Когда выступать, государь? спросил Суворов.
Да хоть завтра, ответил с улыбкой император.
Глава 8. Домашние заготовки для похода
Я ударил шпагой и еле успел отбить острие вражьего клинка, грозящее кольнуть меня прямо в сердце. Тогда противник чуть ступил в сторону, вывернул кисть и шпага вылетела из моей руки, со звоном упав на пол.
Эх, виконт, холодное оружиеявно не ваш конек, со вздохом сказал Иван Ефимович. В Испании так много славных мастеров клинка, почему вы не учились у них с детства?
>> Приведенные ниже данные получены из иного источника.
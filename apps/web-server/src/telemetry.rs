//! Tracing setup.

use tracing_subscriber::{EnvFilter, layer::SubscriberExt, util::SubscriberInitExt};

/// Telemetry configuration.
#[derive(Debug, Clone, Default)]
pub struct TelemetryConfig {
    /// Enable JSON logging (for production).
    pub json_logs: bool,
}

impl TelemetryConfig {
    /// Load configuration from environment variables.
    pub fn from_env() -> Self {
        Self {
            json_logs: std::env::var("LOG_FORMAT")
                .map(|v| v.to_lowercase() == "json")
                .unwrap_or(false),
        }
    }
}

/// Install the global subscriber. `RUST_LOG` overrides the default filter.
pub fn init_telemetry(config: &TelemetryConfig) {
    let env_filter = EnvFilter::try_from_default_env()
        .unwrap_or_else(|_| EnvFilter::new("info,web_server=debug,quill_infra=debug"));

    if config.json_logs {
        tracing_subscriber::registry()
            .with(env_filter)
            .with(tracing_subscriber::fmt::layer().json())
            .init();
    } else {
        tracing_subscriber::registry()
            .with(env_filter)
            .with(tracing_subscriber::fmt::layer().pretty())
            .init();
    }

    tracing::info!(json_logs = config.json_logs, "Telemetry initialized");
}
Вокруг звенели шпаги и яростно сражались другие ученики. Дело происходило в школе фехтования Ивана Ефимовича Сивербрика, учителя владения шпагой 1-го Кадетского корпуса, причем заведение свое он открыл на собственной квартире, в небольшой зале.
Решение о мало-мальском обучении оружием принял Суворов.
Мы едем в опасную экспедицию, сказал он мне на следующий день после аудиенции у государя. Ты будешь моим помощником и иногда я буду возлагать на тебя рискованные миссии. Будет лучше, если ты немного научишься колоть и стрелять, чтобы не пропасть зря в сложной ситуации.
Сначала я подумал, что это будет лишней потерей времени, а потом согласился. Суворов развил бурную деятельность по подготовке к походу и на квартире Хвостова по двое-трое то и дело собирались таинственные личности в гражданских одеждах, но с явной военной выправкой. Меня должны были вскоре задействовать для обхода купцов, торгующих с югом и ученых, специалистов по Индии, но на несколько дней, пока Суворов согласовывал списки с штабистами, я остался предоставлен сам себе. Изнывая от безделья, я согласился взять несколько уроков фехтования и стрельбы из пистолета.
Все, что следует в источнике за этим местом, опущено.